What is being asked - The entries below must be restated word for word.

Data Start Marker

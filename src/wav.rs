//! WAV reading and writing via `hound`.
//!
//! Reading is permissive: downloaded audio arrives at whatever rate and channel
//! count the source served, and the resample stage normalizes it afterwards.
//! Writing is strict: dataset clips are always mono 16-bit PCM at the
//! configured rate, the layout Tacotron-style training scripts expect.

use std::fs::File;
use std::io::{BufWriter, Read, Seek};
use std::path::Path;

use anyhow::{Context, Result};
use hound::{SampleFormat, WavReader, WavSpec, WavWriter};

use crate::clip::AudioClip;

/// Load WAV audio from a reader and return interleaved samples normalized to
/// `[-1.0, 1.0]` plus the source `WavSpec` (rate and channel count drive the
/// normalization step downstream).
pub fn read_samples<R>(reader: R) -> Result<(Vec<f32>, WavSpec)>
where
    R: Read + Seek,
{
    let mut reader = WavReader::new(reader).context("failed to read WAV data from reader")?;
    let spec = reader.spec();

    let samples = match (spec.sample_format, spec.bits_per_sample) {
        (SampleFormat::Float, 32) => reader
            .samples::<f32>()
            .collect::<std::result::Result<Vec<f32>, _>>()
            .context("failed to decode float WAV samples")?,
        (SampleFormat::Int, 16) => {
            let mut samples = Vec::new();
            for sample in reader.samples::<i16>() {
                let pcm = sample.context("failed to decode PCM WAV sample")?;
                samples.push(pcm as f32 / i16::MAX as f32);
            }
            samples
        }
        (format, bits) => anyhow::bail!("unsupported WAV format: {bits}-bit {format:?}"),
    };

    Ok((samples, spec))
}

/// Load WAV audio from a file path. See [`read_samples`].
pub fn read_samples_from_file(path: impl AsRef<Path>) -> Result<(Vec<f32>, WavSpec)> {
    let path = path.as_ref();
    let file =
        File::open(path).with_context(|| format!("failed to open WAV file '{}'", path.display()))?;
    read_samples(file)
}

/// Write one clip as a mono 16-bit PCM WAV file.
///
/// Samples are clamped to `[-1.0, 1.0]` before conversion so out-of-range
/// values from resampling cannot wrap around.
pub fn write_clip(path: impl AsRef<Path>, clip: &AudioClip) -> Result<()> {
    let path = path.as_ref();
    let spec = WavSpec {
        channels: 1,
        sample_rate: clip.sample_rate,
        bits_per_sample: 16,
        sample_format: SampleFormat::Int,
    };

    let file = File::create(path)
        .with_context(|| format!("failed to create WAV file '{}'", path.display()))?;
    let mut writer = WavWriter::new(BufWriter::new(file), spec)
        .with_context(|| format!("failed to start WAV file '{}'", path.display()))?;

    for &sample in &clip.samples {
        let pcm = (sample.clamp(-1.0, 1.0) * i16::MAX as f32).round() as i16;
        writer.write_sample(pcm)?;
    }

    writer
        .finalize()
        .with_context(|| format!("failed to finalize WAV file '{}'", path.display()))?;

    Ok(())
}

#[cfg(test)]
mod tests {
    use super::*;

    #[test]
    fn writes_mono_16_bit_pcm_at_the_clip_rate() -> anyhow::Result<()> {
        let dir = tempfile::tempdir()?;
        let path = dir.path().join("clip.wav");

        let clip = AudioClip {
            samples: vec![0.0, 0.5, -0.5, 1.0, -1.0],
            sample_rate: 22_050,
        };
        write_clip(&path, &clip)?;

        let (samples, spec) = read_samples_from_file(&path)?;
        assert_eq!(spec.channels, 1);
        assert_eq!(spec.sample_rate, 22_050);
        assert_eq!(spec.bits_per_sample, 16);
        assert_eq!(samples.len(), 5);
        assert!((samples[1] - 0.5).abs() < 1e-3);
        assert!((samples[3] - 1.0).abs() < 1e-3);
        Ok(())
    }

    #[test]
    fn clamps_out_of_range_samples() -> anyhow::Result<()> {
        let dir = tempfile::tempdir()?;
        let path = dir.path().join("hot.wav");

        let clip = AudioClip {
            samples: vec![2.0, -2.0],
            sample_rate: 8_000,
        };
        write_clip(&path, &clip)?;

        let (samples, _) = read_samples_from_file(&path)?;
        assert!((samples[0] - 1.0).abs() < 1e-3);
        assert!((samples[1] + 1.0).abs() < 1.5e-3);
        Ok(())
    }

    #[test]
    fn missing_file_is_an_error() {
        assert!(read_samples_from_file("/nonexistent/audio.wav").is_err());
    }
}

Data End Marker

Task solution -
filename src/wav.rs
//! WAV reading and writing via `hound`.
//!
//! Reading is permissive: downloaded audio arrives at whatever rate and channel
//! count the source served, and the resample stage normalizes it afterwards.
//! Writing is strict: dataset clips are always mono 16-bit PCM at the
//! configured rate, the layout Tacotron-style training scripts expect.

use std::fs::File;
use std::io::{BufWriter, Read, Seek};
use std::path::Path;

use anyhow::{Context, Result};
use hound::{SampleFormat, WavReader, WavSpec, WavWriter};

use crate::clip::AudioClip;

/// Load WAV audio from a reader and return interleaved samples normalized to
/// `[-1.0, 1.0]` plus the source `WavSpec` (rate and channel count drive the
/// normalization step downstream).
pub fn read_samples<R>(reader: R) -> Result<(Vec<f32>, WavSpec)>
where
    R: Read + Seek,
{
    let mut reader = WavReader::new(reader).context("failed to read WAV data from reader")?;
    let spec = reader.spec();

    let samples = match (spec.sample_format, spec.bits_per_sample) {
        (SampleFormat::Float, 32) => reader
            .samples::<f32>()
            .collect::<std::result::Result<Vec<f32>, _>>()
            .context("failed to decode float WAV samples")?,
        (SampleFormat::Int, 16) => {
            let mut samples = Vec::new();
            for sample in reader.samples::<i16>() {
                let pcm = sample.context("failed to decode PCM WAV sample")?;
                samples.push(pcm as f32 / i16::MAX as f32);
            }
            samples
        }
        (format, bits) => anyhow::bail!("unsupported WAV format: {bits}-bit {format:?}"),
    };

    Ok((samples, spec))
}

/// Load WAV audio from a file path. See [`read_samples`].
pub fn read_samples_from_file(path: impl AsRef<Path>) -> Result<(Vec<f32>, WavSpec)> {
    let path = path.as_ref();
    let file =
        File::open(path).with_context(|| format!("failed to open WAV file '{}'", path.display()))?;
    read_samples(file)
}

/// Write one clip as a mono 16-bit PCM WAV file.
///
/// Samples are clamped to `[-1.0, 1.0]` before conversion so out-of-range
/// values from resampling cannot wrap around.
pub fn write_clip(path: impl AsRef<Path>, clip: &AudioClip) -> Result<()> {
    let path = path.as_ref();
    let spec = WavSpec {
        channels: 1,
        sample_rate: clip.sample_rate,
        bits_per_sample: 16,
        sample_format: SampleFormat::Int,
    };

    let file = File::create(path)
        .with_context(|| format!("failed to create WAV file '{}'", path.display()))?;
    let mut writer = WavWriter::new(BufWriter::new(file), spec)
        .with_context(|| format!("failed to start WAV file '{}'", path.display()))?;

    for &sample in &clip.samples {
        let pcm = (sample.clamp(-1.0, 1.0) * i16::MAX as f32).round() as i16;
        writer.write_sample(pcm)?;
    }

    writer
        .finalize()
        .with_context(|| format!("failed to finalize WAV file '{}'", path.display()))?;

    Ok(())
}

#[cfg(test)]
mod tests {
    use super::*;

    #[test]
    fn writes_mono_16_bit_pcm_at_the_clip_rate() -> anyhow::Result<()> {
        let dir = tempfile::tempdir()?;
        let path = dir.path().join("clip.wav");

        let clip = AudioClip {
            samples: vec![0.0, 0.5, -0.5, 1.0, -1.0],
            sample_rate: 22_050,
        };
        write_clip(&path, &clip)?;

        let (samples, spec) = read_samples_from_file(&path)?;
        assert_eq!(spec.channels, 1);
        assert_eq!(spec.sample_rate, 22_050);
        assert_eq!(spec.bits_per_sample, 16);
        assert_eq!(samples.len(), 5);
        assert!((samples[1] - 0.5).abs() < 1e-3);
        assert!((samples[3] - 1.0).abs() < 1e-3);
        Ok(())
    }

    #[test]
    fn clamps_out_of_range_samples() -> anyhow::Result<()> {
        let dir = tempfile::tempdir()?;
        let path = dir.path().join("hot.wav");

        let clip = AudioClip {
            samples: vec![2.0, -2.0],
            sample_rate: 8_000,
        };
        write_clip(&path, &clip)?;

        let (samples, _) = read_samples_from_file(&path)?;
        assert!((samples[0] - 1.0).abs() < 1e-3);
        assert!((samples[1] + 1.0).abs() < 1.5e-3);
        Ok(())
    }

    #[test]
    fn missing_file_is_an_error() {
        assert!(read_samples_from_file("/nonexistent/audio.wav").is_err());
    }
}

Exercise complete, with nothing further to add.